The Brain-Based Regulation Bins will allow teachers to create spaces where students can take breaks, self-regulate through a variety of calming somatosensory inputs, and then have the chance to connect with their instructor, their peers, and the curriculum. Each bin has materials that provide regulation through a variety of neuroscience-based activities. For example, squishy balls, yoga cards, coloring pages, and scratch sheets allow for rhythmic, repetitive motions; tactile grounding comes from weighted blankets, textured stuffed animals, and putty; and soothing visual input comes from kaleidoscopes and bubblers. All of these materials were suggested during presentations on regulation at the Trauma Informed Schools Conference (TISC) Fall 2019.

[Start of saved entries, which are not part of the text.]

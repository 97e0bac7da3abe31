//! Bridge and accessory configuration.
//!
//! The config file follows the host's accessory layout:
//!
//! ```json
//! {
//!   "accessories": [
//!     { "accessory": "COSensor", "name": "Kitchen CO", "url": "http://10.0.0.40/co" },
//!     { "accessory": "COSmokeSensor", "name": "Garage", "url": "http://10.0.0.41/",
//!       "thresholds": { "co": 35, "smoke": 400 }, "pollingInterval": 30 }
//!   ]
//! }
//! ```
//!
//! Optional fields that are absent, null, zero-length or zero fall back to
//! their defaults. This includes thresholds: a threshold of 0 means 30.

use crate::error::BridgeError;
use crate::sensors::DottedPath;
use crate::sensors::threshold::{DEFAULT_CO_THRESHOLD, DEFAULT_SMOKE_THRESHOLD, Thresholds};
use serde::{Deserialize, Serialize};
use std::fs;
use std::path::{Path, PathBuf};
use std::time::Duration;
use strum::{Display, EnumString};

/// Default seconds between polls.
pub const DEFAULT_POLLING_INTERVAL_SECS: f64 = 60.0;

/// Default CO path for the CO-only accessory.
pub const DEFAULT_CO_LEVEL_PATH: &str = "co_level";

/// Default CO path for the combined accessory (MQ-7 sensor).
pub const DEFAULT_COMBINED_CO_LEVEL_PATH: &str = "mq7_value";

/// Default smoke path for the combined accessory (MQ-2 sensor).
pub const DEFAULT_SMOKE_PATH: &str = "mq2_value";

#[derive(Debug, Clone, Default, Serialize, Deserialize)]
pub struct BridgeConfig {
    #[serde(default)]
    pub accessories: Vec<AccessoryConfig>,
}

/// Registered accessory kinds, keyed by the `accessory` field.
#[derive(Debug, Clone, Copy, PartialEq, Eq, Hash, Display, EnumString)]
pub enum AccessoryKind {
    #[strum(serialize = "COSensor")]
    CoSensor,
    #[strum(serialize = "COSmokeSensor")]
    CoSmokeSensor,
}

#[derive(Debug, Clone, Serialize, Deserialize)]
#[serde(tag = "accessory")]
pub enum AccessoryConfig {
    #[serde(rename = "COSensor")]
    CoSensor(CoSensorConfig),
    #[serde(rename = "COSmokeSensor")]
    CoSmokeSensor(CoSmokeSensorConfig),
}

impl AccessoryConfig {
    pub fn kind(&self) -> AccessoryKind {
        match self {
            Self::CoSensor(_) => AccessoryKind::CoSensor,
            Self::CoSmokeSensor(_) => AccessoryKind::CoSmokeSensor,
        }
    }

    pub fn name(&self) -> &str {
        match self {
            Self::CoSensor(c) => &c.name,
            Self::CoSmokeSensor(c) => &c.name,
        }
    }

    pub fn url(&self) -> &str {
        match self {
            Self::CoSensor(c) => &c.url,
            Self::CoSmokeSensor(c) => &c.url,
        }
    }

    pub fn polling_interval(&self) -> Duration {
        match self {
            Self::CoSensor(c) => c.polling_interval(),
            Self::CoSmokeSensor(c) => c.polling_interval(),
        }
    }
}

/// Configuration for the CO-only accessory.
#[derive(Debug, Clone, Serialize, Deserialize)]
#[serde(rename_all = "camelCase")]
pub struct CoSensorConfig {
    pub name: String,
    pub url: String,
    #[serde(default)]
    pub threshold: Option<f64>,
    #[serde(default)]
    pub polling_interval: Option<f64>,
    #[serde(default)]
    pub co_level_path: Option<String>,
}

impl CoSensorConfig {
    pub fn new(name: impl Into<String>, url: impl Into<String>) -> Self {
        Self {
            name: name.into(),
            url: url.into(),
            threshold: None,
            polling_interval: None,
            co_level_path: None,
        }
    }

    pub fn threshold(&self) -> f64 {
        threshold_or_default(self.threshold, DEFAULT_CO_THRESHOLD)
    }

    pub fn polling_interval(&self) -> Duration {
        polling_interval_or_default(self.polling_interval)
    }

    pub fn co_level_path(&self) -> DottedPath {
        path_or_default(self.co_level_path.as_deref(), DEFAULT_CO_LEVEL_PATH)
    }
}

/// Configuration for the combined CO and smoke accessory.
#[derive(Debug, Clone, Serialize, Deserialize)]
#[serde(rename_all = "camelCase")]
pub struct CoSmokeSensorConfig {
    pub name: String,
    pub url: String,
    #[serde(default)]
    pub thresholds: Option<Thresholds>,
    #[serde(default)]
    pub polling_interval: Option<f64>,
    #[serde(default)]
    pub co_level_path: Option<String>,
    #[serde(default)]
    pub smoke_detected_path: Option<String>,
}

impl CoSmokeSensorConfig {
    pub fn new(name: impl Into<String>, url: impl Into<String>) -> Self {
        Self {
            name: name.into(),
            url: url.into(),
            thresholds: None,
            polling_interval: None,
            co_level_path: None,
            smoke_detected_path: None,
        }
    }

    pub fn thresholds(&self) -> Thresholds {
        let configured = self.thresholds.unwrap_or_default();
        Thresholds {
            co: threshold_or_default(Some(configured.co), DEFAULT_CO_THRESHOLD),
            smoke: threshold_or_default(Some(configured.smoke), DEFAULT_SMOKE_THRESHOLD),
        }
    }

    pub fn polling_interval(&self) -> Duration {
        polling_interval_or_default(self.polling_interval)
    }

    pub fn co_level_path(&self) -> DottedPath {
        path_or_default(self.co_level_path.as_deref(), DEFAULT_COMBINED_CO_LEVEL_PATH)
    }

    pub fn smoke_detected_path(&self) -> DottedPath {
        path_or_default(self.smoke_detected_path.as_deref(), DEFAULT_SMOKE_PATH)
    }
}

fn threshold_or_default(threshold: Option<f64>, default: f64) -> f64 {
    threshold
        .filter(|t| *t != 0.0 && !t.is_nan())
        .unwrap_or(default)
}

fn polling_interval_or_default(secs: Option<f64>) -> Duration {
    let secs = secs
        .filter(|s| s.is_finite() && *s > 0.0)
        .unwrap_or(DEFAULT_POLLING_INTERVAL_SECS);
    Duration::from_secs_f64(secs)
}

fn path_or_default(path: Option<&str>, default: &str) -> DottedPath {
    match path {
        Some(p) if !p.is_empty() => DottedPath::new(p),
        _ => DottedPath::new(default),
    }
}

impl BridgeConfig {
    /// Read and validate a config file.
    pub fn load(path: &Path) -> Result<Self, BridgeError> {
        let content = fs::read_to_string(path).map_err(|source| BridgeError::ConfigRead {
            path: path.display().to_string(),
            source,
        })?;
        Self::parse(&content)
    }

    pub fn parse(content: &str) -> Result<Self, BridgeError> {
        let config: Self = serde_json::from_str(content)?;
        config.validate()?;
        Ok(config)
    }

    /// `<config dir>/co-sensor-bridge/config.json`, if the platform has one.
    pub fn default_path() -> Option<PathBuf> {
        dirs::config_dir().map(|dir| dir.join("co-sensor-bridge").join("config.json"))
    }

    fn validate(&self) -> Result<(), BridgeError> {
        if self.accessories.is_empty() {
            return Err(BridgeError::NoAccessories);
        }

        for accessory in &self.accessories {
            let valid = reqwest::Url::parse(accessory.url())
                .is_ok_and(|url| matches!(url.scheme(), "http" | "https"));
            if !valid {
                return Err(BridgeError::InvalidUrl {
                    name: accessory.name().to_string(),
                    url: accessory.url().to_string(),
                });
            }
        }

        Ok(())
    }
}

Students will be able to spend 5-15 minutes, depending on their needs, using these materials to feel regulated and safe in the classroom. These kinds of activities will soothe the parts of the brain that inhibit learning and connection when a student is feeling distress. After a short break, students are far more likely to be able to communicate with an instructor, focus on a lesson, or even just control their body--all desirable outcomes in our school.